Hayır Bey yetişkin çağa ulaşınca, babası Malbay tarafından kardeşleri Kesbay, Hızır Bey, Canbolat ve Kansu gibi Sultan Kayıtbay’ın hizmetine verilmiştir. Köle statüsünü haiz olmadan girdiği Memlûk sarayında yetiştirildikten sonra, sultanın memlûklerinden birisi olmuştur. Daha sonra Devatdâr Akbirdi’ye intisap etmiştir. 1496’da emir-i aşereliğe, ardından da emir-i tablhaneliğe getirilmiştir. 1497’de II. Bayezid’e değerli hediyelerle birlikte haberci olarak İstanbul’a gönderilmiştir. 1502’de Kansu Gavri’nin Memlûk sultanı olması üzerine, hacibü’l hüccablığa tayin edilmiştir. Şam naibi olan kardeşinin vefatına kadar bu vazifede kalmıştır. 1504 de Şam’a tayin edilen Emir Sıbay’ın yerine Halep naibliğine getirilmiştir.
.
Yavuz Sultan Selim, Mısır seferine çıkmadan önce bölgenin durumu hakkında yerinden bilgi almak için Hayır Bey’le irtibata geçmiştir.
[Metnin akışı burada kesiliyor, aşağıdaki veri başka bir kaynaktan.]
// Copyright (c) 2026 bad-antics
// Licensed under the MIT License. See LICENSE file in the project root.
// https://github.com/bad-antics/nemi-rs

//! Temporal analysis - multi-scale pattern series from microseconds to days

use std::collections::{BTreeMap, HashMap};
use std::sync::Arc;

use chrono::Utc;
use serde::{Deserialize, Serialize};
use tracing::debug;

use crate::core::Engine;
use crate::error::Result;
use crate::model::TemporalScale;
use crate::sim::{self, SimRng, TemporalPoint};
use crate::store::Action;

/// Anomalies above this count flag a scale as `ALERT`
const ALERT_THRESHOLD: usize = 5;

/// Display metadata for a scale
#[derive(Debug, Clone, Copy, PartialEq, Eq)]
pub struct ScaleProfile {
    pub scale: TemporalScale,
    pub name: &'static str,
    pub unit: &'static str,
    pub description: &'static str,
    pub color: &'static str,
    pub sample_rate: &'static str,
    pub analysis_type: &'static str,
}

impl ScaleProfile {
    pub fn of(scale: TemporalScale) -> Self {
        let (name, unit, description, color, sample_rate, analysis_type) = match scale {
            TemporalScale::Microsecond => (
                "Microsecond",
                "μs",
                "Vibration patterns & micro-movements",
                "#FF10F0",
                "10 kHz",
                "FFT + Pattern Recognition",
            ),
            TemporalScale::Second => (
                "Second",
                "s",
                "Worker actions & equipment cycles",
                "#00E5FF",
                "30 Hz",
                "Action Recognition CNN",
            ),
            TemporalScale::Minute => (
                "Minute",
                "min",
                "Process flows & quality patterns",
                "#39FF14",
                "1 Hz",
                "Time Series Analysis",
            ),
            TemporalScale::Hour => (
                "Hour",
                "hr",
                "Equipment health & maintenance",
                "#FFEAA7",
                "0.1 Hz",
                "Predictive Modeling",
            ),
            TemporalScale::Day => (
                "Day",
                "day",
                "Compliance trends & patterns",
                "#FF6B00",
                "0.01 Hz",
                "Trend Analysis & ML",
            ),
        };
        Self { scale, name, unit, description, color, sample_rate, analysis_type }
    }
}

#[derive(Debug, Clone, Copy, PartialEq, Eq, Serialize, Deserialize)]
#[serde(rename_all = "UPPERCASE")]
pub enum ScaleStatus {
    Normal,
    Alert,
}

#[derive(Debug, Clone, Copy, PartialEq, Eq, Serialize, Deserialize)]
#[serde(rename_all = "UPPERCASE")]
pub enum AnomalySeverity {
    Medium,
    High,
}

impl AnomalySeverity {
    fn of(point: &TemporalPoint) -> Self {
        if point.value > 0.8 || point.value < 0.2 {
            AnomalySeverity::High
        } else {
            AnomalySeverity::Medium
        }
    }
}

/// Aggregates over one scale's series
#[derive(Debug, Clone, PartialEq, Serialize, Deserialize)]
pub struct ScaleSummary {
    pub scale: TemporalScale,
    pub points: usize,
    pub average: f64,
    pub anomalies: usize,
    pub status: ScaleStatus,
    pub patterns: BTreeMap<String, usize>,
}

impl ScaleSummary {
    pub fn from_points(scale: TemporalScale, points: &[TemporalPoint]) -> Self {
        let anomalies = points.iter().filter(|p| p.anomaly).count();
        let average = if points.is_empty() {
            0.0
        } else {
            points.iter().map(|p| p.value).sum::<f64>() / points.len() as f64
        };

        let mut patterns = BTreeMap::new();
        for p in points {
            *patterns.entry(p.pattern.clone()).or_insert(0) += 1;
        }

        Self {
            scale,
            points: points.len(),
            average,
            anomalies,
            status: if anomalies > ALERT_THRESHOLD {
                ScaleStatus::Alert
            } else {
                ScaleStatus::Normal
            },
            patterns,
        }
    }
}

#[derive(Debug, Clone, PartialEq, Serialize, Deserialize)]
pub struct AnomalyReport {
    pub point: TemporalPoint,
    pub severity: AnomalySeverity,
}

pub struct TemporalAnalysis {
    engine: Arc<Engine>,
    rng: SimRng,
    selected: TemporalScale,
    series: HashMap<TemporalScale, Vec<TemporalPoint>>,
}

impl TemporalAnalysis {
    pub fn new(engine: Arc<Engine>) -> Self {
        let rng = engine.fork_rng();
        let mut view = Self {
            engine,
            rng,
            selected: TemporalScale::Second,
            series: HashMap::new(),
        };
        view.regenerate();
        view
    }

    /// Rebuild every scale's series ending now
    pub fn regenerate(&mut self) {
        let now_ms = Utc::now().timestamp_millis();
        for scale in TemporalScale::ALL {
            let points = sim::temporal_series(scale, &mut self.rng, now_ms);
            self.series.insert(scale, points);
        }
        debug!("Regenerated temporal series, {} anomalies", self.total_anomalies());
    }

    pub fn selected(&self) -> TemporalScale {
        self.selected
    }

    pub fn select(&mut self, scale: TemporalScale) {
        self.selected = scale;
    }

    /// Select by wire name; unknown names are rejected and leave the selection unchanged
    pub fn select_str(&mut self, name: &str) -> Result<TemporalScale> {
        let scale = name.parse()?;
        self.selected = scale;
        Ok(scale)
    }

    pub fn series(&self, scale: TemporalScale) -> &[TemporalPoint] {
        self.series.get(&scale).map(Vec::as_slice).unwrap_or(&[])
    }

    pub fn current(&self) -> &[TemporalPoint] {
        self.series(self.selected)
    }

    pub fn summary(&self, scale: TemporalScale) -> ScaleSummary {
        ScaleSummary::from_points(scale, self.series(scale))
    }

    pub fn summaries(&self) -> Vec<ScaleSummary> {
        TemporalScale::ALL.iter().map(|s| self.summary(*s)).collect()
    }

    pub fn total_anomalies(&self) -> usize {
        self.series.values().flatten().filter(|p| p.anomaly).count()
    }

    /// First `limit` anomalies of the selected scale
    pub fn recent_anomalies(&self, limit: usize) -> Vec<AnomalyReport> {
        self.current()
            .iter()
            .filter(|p| p.anomaly)
            .take(limit)
            .map(|p| AnomalyReport { point: p.clone(), severity: AnomalySeverity::of(p) })
            .collect()
    }

    /// Push every scale's summary into the shared store
    pub fn publish(&self) -> Result<()> {
        for summary in self.summaries() {
            let payload = serde_json::to_value(&summary)?;
            self.engine.store().dispatch(Action::UpdateTemporalData { scale: summary.scale, payload });
        }
        Ok(())
    }
}

#[cfg(test)]
mod tests {
    use super::*;
    use crate::config::{Config, SimulationConfig};
    use crate::error::NemiError;

    fn engine() -> Arc<Engine> {
        Arc::new(Engine::new(Config {
            simulation: SimulationConfig {
                seed: Some(21),
                ..SimulationConfig::default()
            },
            ..Config::default()
        }))
    }

    fn point(value: f64, pattern: &str, anomaly: bool) -> TemporalPoint {
        TemporalPoint {
            scale: TemporalScale::Minute,
            timestamp: 0,
            value,
            pattern: pattern.to_string(),
            anomaly,
            confidence: 0.9,
        }
    }

    #[test]
    fn test_profiles() {
        let p = ScaleProfile::of(TemporalScale::Microsecond);
        assert_eq!(p.unit, "μs");
        assert_eq!(p.sample_rate, "10 kHz");
        assert_eq!(ScaleProfile::of(TemporalScale::Day).analysis_type, "Trend Analysis & ML");
    }

    #[test]
    fn test_summary_alert_threshold() {
        let mut points: Vec<_> = (0..5).map(|_| point(0.4, "Low Efficiency", true)).collect();
        points.push(point(1.0, "Peak Efficiency", false));

        let summary = ScaleSummary::from_points(TemporalScale::Minute, &points);
        assert_eq!(summary.anomalies, 5);
        assert_eq!(summary.status, ScaleStatus::Normal);
        assert!((summary.average - 0.5).abs() < 1e-9);
        assert_eq!(summary.patterns["Low Efficiency"], 5);

        points.push(point(0.4, "Low Efficiency", true));
        let summary = ScaleSummary::from_points(TemporalScale::Minute, &points);
        assert_eq!(summary.status, ScaleStatus::Alert);

        let empty = ScaleSummary::from_points(TemporalScale::Minute, &[]);
        assert_eq!(empty.average, 0.0);
    }

    #[test]
    fn test_view_selection() {
        let mut view = TemporalAnalysis::new(engine());
        assert_eq!(view.selected(), TemporalScale::Second);
        assert_eq!(view.current().len(), 150);

        view.select(TemporalScale::Hour);
        assert_eq!(view.current().len(), 24);

        assert_eq!(view.select_str("day").unwrap(), TemporalScale::Day);
        assert!(matches!(view.select_str("week"), Err(NemiError::InvalidScale(_))));
        assert_eq!(view.selected(), TemporalScale::Day);
    }

    #[test]
    fn test_recent_anomalies_severity() {
        let mut view = TemporalAnalysis::new(engine());
        view.select(TemporalScale::Microsecond);
        for report in view.recent_anomalies(5) {
            assert!(report.point.anomaly);
            // microsecond anomalies sit outside [0.2, 0.9]
            assert_eq!(report.severity, AnomalySeverity::High);
        }
        assert!(view.recent_anomalies(5).len() <= 5);
    }

    #[test]
    fn test_publish_fills_store() {
        let engine = engine();
        let view = TemporalAnalysis::new(engine.clone());
        view.publish().unwrap();

        let snapshot = engine.snapshot();
        for scale in TemporalScale::ALL {
            let payload = snapshot.temporal_analysis[&scale].as_ref().unwrap();
            let summary: ScaleSummary = serde_json::from_value(payload.clone()).unwrap();
            let expected = view.summary(scale);
            assert_eq!(summary.scale, scale);
            assert_eq!(summary.anomalies, expected.anomalies);
            assert_eq!(summary.patterns, expected.patterns);
            assert!((summary.average - expected.average).abs() < 1e-9);
        }
    }
}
Bu dönemde Hayır Bey’in Memlûk Sultanı ile arası açık olup, Memlûk Sultanı, Hayır Bey’i öldürmek istemekteydi. Bu durumdan haberi olan Hayır Bey ise Mısır seferinden önce Yavuz Sultan Selim ile irtibata geçmiş ve ona bölgenin durumu hakkında istihbarat sağlamıştır.

Mercidabık savaşında 
Memlûk ordusunun sağ tarafında yer alan Hayır Bey, Türkmen ve Arap sipahileriyle birlikte görev almıştır. Savaşta Memlûk ordusunun yenilmesiyle ilk olarak Humus’a oradan da Şam’a kaçmıştır. Bu arada Memlûk beyleriyle anlaşmazlığa düşen Hayır Bey, Osmanlı komutanı Yunus Paşa’ya adam göndererek Osmanlı saflarına geçmek istediğini belirtmiştir. Yavuz Sultan Selim, Osmanlı devletine karşı tutumu ve bölgedeki Çerkez ve Arap şeyhleri ile olan münasebetlerinden dolayı Hayır Bey’in isteğini kabul etmiştir.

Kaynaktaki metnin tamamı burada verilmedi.